ACTION ITEM →
Look through the records below and say how many lines include "onchange". Give only that number.
....
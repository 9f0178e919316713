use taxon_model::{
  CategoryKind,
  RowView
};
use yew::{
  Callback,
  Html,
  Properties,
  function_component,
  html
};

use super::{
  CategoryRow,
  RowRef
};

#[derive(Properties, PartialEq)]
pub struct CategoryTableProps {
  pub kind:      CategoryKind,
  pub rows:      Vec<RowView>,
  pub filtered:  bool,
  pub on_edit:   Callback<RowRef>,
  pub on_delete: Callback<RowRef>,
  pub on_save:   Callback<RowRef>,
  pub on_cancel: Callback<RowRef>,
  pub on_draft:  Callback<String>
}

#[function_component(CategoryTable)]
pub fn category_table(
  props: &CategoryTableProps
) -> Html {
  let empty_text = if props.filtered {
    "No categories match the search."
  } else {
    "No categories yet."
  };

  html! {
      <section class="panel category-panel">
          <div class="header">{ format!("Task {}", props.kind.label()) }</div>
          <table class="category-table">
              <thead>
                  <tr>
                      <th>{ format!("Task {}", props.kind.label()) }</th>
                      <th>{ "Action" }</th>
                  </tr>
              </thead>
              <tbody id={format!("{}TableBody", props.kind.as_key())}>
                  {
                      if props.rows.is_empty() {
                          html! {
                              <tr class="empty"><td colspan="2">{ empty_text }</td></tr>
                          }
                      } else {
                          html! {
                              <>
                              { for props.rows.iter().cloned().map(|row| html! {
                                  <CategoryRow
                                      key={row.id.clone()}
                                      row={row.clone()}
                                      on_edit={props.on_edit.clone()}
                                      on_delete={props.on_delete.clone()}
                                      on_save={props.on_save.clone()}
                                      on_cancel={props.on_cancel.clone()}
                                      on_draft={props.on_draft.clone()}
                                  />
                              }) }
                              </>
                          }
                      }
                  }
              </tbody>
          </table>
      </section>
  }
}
....
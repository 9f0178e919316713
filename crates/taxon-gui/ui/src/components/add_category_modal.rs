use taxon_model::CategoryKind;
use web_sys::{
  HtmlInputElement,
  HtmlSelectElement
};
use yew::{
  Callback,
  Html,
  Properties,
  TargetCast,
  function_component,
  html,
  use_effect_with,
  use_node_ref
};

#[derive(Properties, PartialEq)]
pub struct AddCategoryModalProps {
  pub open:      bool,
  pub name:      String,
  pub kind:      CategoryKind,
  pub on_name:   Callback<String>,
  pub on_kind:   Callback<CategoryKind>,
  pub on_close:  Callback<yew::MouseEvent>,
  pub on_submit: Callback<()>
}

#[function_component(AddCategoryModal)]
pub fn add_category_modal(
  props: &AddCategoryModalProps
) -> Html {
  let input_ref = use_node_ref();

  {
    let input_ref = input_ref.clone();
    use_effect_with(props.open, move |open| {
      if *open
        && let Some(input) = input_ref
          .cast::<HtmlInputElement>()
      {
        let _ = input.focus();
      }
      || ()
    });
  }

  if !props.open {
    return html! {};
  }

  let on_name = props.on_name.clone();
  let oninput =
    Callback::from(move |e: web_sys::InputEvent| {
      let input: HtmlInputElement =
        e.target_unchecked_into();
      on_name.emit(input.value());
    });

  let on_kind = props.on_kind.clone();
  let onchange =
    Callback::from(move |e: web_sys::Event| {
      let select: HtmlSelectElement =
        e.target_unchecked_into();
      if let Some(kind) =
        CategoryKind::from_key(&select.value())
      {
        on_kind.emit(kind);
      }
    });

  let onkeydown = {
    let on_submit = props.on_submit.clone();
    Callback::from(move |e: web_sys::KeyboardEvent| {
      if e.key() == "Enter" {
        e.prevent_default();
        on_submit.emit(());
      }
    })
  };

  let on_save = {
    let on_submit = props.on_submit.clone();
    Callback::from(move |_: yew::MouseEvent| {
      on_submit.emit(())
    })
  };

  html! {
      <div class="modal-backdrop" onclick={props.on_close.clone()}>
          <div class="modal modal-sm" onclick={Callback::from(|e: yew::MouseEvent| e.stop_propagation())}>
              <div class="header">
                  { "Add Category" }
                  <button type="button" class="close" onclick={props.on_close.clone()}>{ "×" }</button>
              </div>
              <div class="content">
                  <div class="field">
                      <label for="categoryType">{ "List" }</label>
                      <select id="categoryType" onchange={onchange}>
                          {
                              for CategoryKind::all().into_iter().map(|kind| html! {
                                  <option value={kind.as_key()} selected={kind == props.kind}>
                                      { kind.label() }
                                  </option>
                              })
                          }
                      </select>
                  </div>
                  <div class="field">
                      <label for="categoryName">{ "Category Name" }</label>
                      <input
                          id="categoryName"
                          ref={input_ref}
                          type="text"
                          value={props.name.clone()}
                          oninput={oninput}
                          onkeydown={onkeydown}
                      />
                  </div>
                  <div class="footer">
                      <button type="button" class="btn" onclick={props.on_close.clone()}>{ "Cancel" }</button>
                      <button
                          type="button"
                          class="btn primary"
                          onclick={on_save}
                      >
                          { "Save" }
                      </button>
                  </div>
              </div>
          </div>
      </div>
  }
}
....
PROBLEM SOLUTION →
2